Chapitre 3 (suite 2 et fin)
Jean Fernandi haussa les épaules et Philippe-Henri un sourcil dédaigneux.
– Mais quelle gloire avant, madame ! Justement, mardi 2 décembre, l’anniversaire d’Austerlitz…
Philippe-Henri chevauchait de bataille en bataille, loin des problèmes de santé de l’Empereur et donc de ceux de Nicole Puytrac qui, dépitée, ne s’efforçait même plus de feindre un quelconque intérêt poli.
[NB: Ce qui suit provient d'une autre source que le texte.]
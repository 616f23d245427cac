use crate::constants::CELSIUS_OFFSET;
use serde::Serialize;

/// Thermodynamic state of an ensemble after one step.
#[derive(Debug, Clone, Copy, Default, PartialEq, Serialize)]
pub struct Observables {
    /// Kinetic energy (J)
    pub kinetic_energy: f64,
    /// Pairwise potential energy, each pair counted once (J)
    pub potential_energy: f64,
    /// Kinetic plus potential (J)
    pub total_energy: f64,
    /// Instantaneous temperature (K)
    pub temperature: f64,
    /// Number of particles the values were computed over
    pub particle_count: usize,
}

impl Observables {
    /// Temperature shifted to degrees Celsius, for display.
    #[inline]
    pub fn temperature_celsius(&self) -> f64 {
        self.temperature - CELSIUS_OFFSET
    }
}

/// Running mean that is emptied every time it is read.
///
/// Drivers use it to report energy and temperature averaged over a reporting
/// window instead of the noisy per-step values.
#[derive(Debug, Clone, Default)]
pub struct WindowAverage {
    sum: f64,
    count: usize,
}

impl WindowAverage {
    pub fn new() -> Self {
        Self::default()
    }

    pub fn push(&mut self, value: f64) {
        self.sum += value;
        self.count += 1;
    }

    pub fn len(&self) -> usize {
        self.count
    }

    pub fn is_empty(&self) -> bool {
        self.count == 0
    }

    /// Mean of everything pushed since the last call, if anything was.
    pub fn take_mean(&mut self) -> Option<f64> {
        if self.count == 0 {
            return None;
        }
        let mean = self.sum / self.count as f64;
        *self = Self::default();
        Some(mean)
    }
}

#[cfg(test)]
mod tests {
    use super::*;
    use approx::assert_relative_eq;

    #[test]
    fn celsius_shift() {
        let obs = Observables {
            temperature: 300.0,
            ..Default::default()
        };
        assert_relative_eq!(obs.temperature_celsius(), 26.85, epsilon = 1e-10);
    }

    #[test]
    fn window_resets_after_reading() {
        let mut w = WindowAverage::new();
        assert_eq!(w.take_mean(), None);
        w.push(1.0);
        w.push(2.0);
        w.push(6.0);
        assert_eq!(w.len(), 3);
        assert_relative_eq!(w.take_mean().unwrap(), 3.0);
        assert!(w.is_empty());
        w.push(-4.0);
        assert_relative_eq!(w.take_mean().unwrap(), -4.0);
    }
}
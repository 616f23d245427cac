// Droplet Evolution Example
//
// A 2D argon droplet starts on a square lattice with random velocities and is
// left to evolve inside a 30 d wide cell. Fast particles that cross the cell
// boundary evaporate. Every 250 steps the averaged energy, temperature and the
// number of surviving particles are printed, together with a rough radius of
// gyration of the droplet.

use droplet_md::{Ensemble, EnsembleSettings, Phase, PhysicalConstants, WindowAverage};
use nalgebra::Vector2;

fn radius_of_gyration(ensemble: &Ensemble) -> f64 {
    let particles = ensemble.particles();
    if particles.is_empty() {
        return 0.0;
    }
    let n = particles.len() as f64;
    let centre: Vector2<f64> = particles.iter().map(|p| p.position).sum::<Vector2<f64>>() / n;
    let msd: f64 = particles
        .iter()
        .map(|p| (p.position - centre).norm_squared())
        .sum::<f64>()
        / n;
    msd.sqrt()
}

fn main() {
    let constants = PhysicalConstants::argon();
    let d = constants.particle_diameter;

    let settings = EnsembleSettings {
        randomize_coordinates: true,
        randomize_velocities: true,
        speed_range: 60.0,
        seed: Some(17),
        ..EnsembleSettings::new(64, d, 1.1 * d, PhysicalConstants::default_time_step())
    };

    println!("Droplet evolution");
    println!("  Particles:     {}", settings.particle_count);
    println!("  a = {:.3e} m, b = {:.3e} m", settings.a, settings.b);
    println!("  dt = {:.2e} s", settings.dt);
    println!(
        "  Cell:          [{:.3e}; {:.3e}] m",
        constants.cell_min(),
        constants.cell_max()
    );
    println!();

    let mut ensemble = match Ensemble::new(settings, constants) {
        Ok(e) => e,
        Err(e) => {
            eprintln!("Could not build the droplet: {e}");
            return;
        }
    };

    let total_steps = 5000;
    let report_every = 250;
    let warmup = 500;
    let mut energy = WindowAverage::new();
    let mut temperature = WindowAverage::new();

    println!(
        "{:>6} | {:>4} | {:>13} | {:>9} | {:>8}",
        "Step", "N", "<E> (J)", "<T> (K)", "Rg / d"
    );
    println!("{}", "-".repeat(52));

    for step in 0..total_steps {
        let obs = ensemble.advance_one_step();
        energy.push(obs.total_energy);
        if step >= warmup {
            temperature.push(obs.temperature);
        }

        if step % report_every == 0 {
            let e = energy.take_mean().unwrap_or(obs.total_energy);
            let t = temperature
                .take_mean()
                .map(|t| format!("{:9.2}", t))
                .unwrap_or_else(|| format!("{:>9}", "-"));
            println!(
                "{:>6} | {:>4} | {:+13.5e} | {} | {:8.3}",
                step,
                obs.particle_count,
                e,
                t,
                radius_of_gyration(&ensemble) / d
            );
        }

        if ensemble.phase() == Phase::Depleted {
            println!("All particles evaporated at step {}", step);
            break;
        }
    }

    println!();
    println!(
        "Evaporated {} of {} particles; final T = {:.2} K ({:.2} °C)",
        ensemble.evaporated_count(),
        ensemble.initial_count(),
        ensemble.temperature(),
        ensemble.observables().temperature_celsius()
    );
}
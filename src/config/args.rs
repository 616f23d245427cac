//! Command-line argument parsing for droplet simulations

use clap::Parser;

/// 2D Lennard-Jones droplet simulation with optional YAML configuration
#[derive(Parser, Debug)]
#[command(author, version, about, long_about = None)]
pub struct Args {
    /// Path to the YAML configuration file (built-in argon defaults if absent)
    #[arg(short, long)]
    pub config_file: Option<String>,

    /// Override output file: (default stdout)
    #[arg(short, long)]
    pub output: Option<String>,

    /// Override number of particles (must be a perfect square)
    #[arg(long)]
    pub particles: Option<usize>,

    /// Override number of time steps
    #[arg(long)]
    pub steps: Option<usize>,

    /// Override reporting interval in steps
    #[arg(long)]
    pub report_interval: Option<usize>,

    /// Override random seed
    #[arg(long)]
    pub seed: Option<u64>,

    /// Run the evaporation sweep instead of a single simulation
    #[arg(long)]
    pub research: bool,

    /// File the sweep results are appended to
    #[arg(long, default_value = "research.txt")]
    pub result_log: String,
}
Pierre, lui, songea que, justement, il devait s’envoler le 2 pour Ajaccio. « Coïncidence », se dit-il en haussant les épaules et commençant de déboucher sa « vieilles vignes ».
– L’Aigle corse…, disait Philippe-Henri sur la lancée de son cours magistral.
– Papa, il va voir les châtaignes en Corse, lui, le coupa Philippine vautrée avec le chaton Titi sur le canapé de cuir.
En temps ordinaire, rien n’aurait pu interrompre le cours de la logorrhée de Philippe-Henri. Mais, là, il se tut et, ébahi, scruta Pierre en un long questionnement muet.
Le temps fut comme suspendu et tous les regards se tournèrent vers Pierre Cavalier qui cherchait désespérément une parade en pensant à sa mission top secret.
– Euh-euh… (Ça semblait admiratif, mais, avec Patrice, on ne pouvait jamais être vraiment sûr si Phil n’effectuait pas une traduction simultanée.)
– De toute façon, moi, mon fils (elle ne l’appelait jamais par son prénom), ne me dit jamais rien ! lâcha amèrement Nicole Puytrac.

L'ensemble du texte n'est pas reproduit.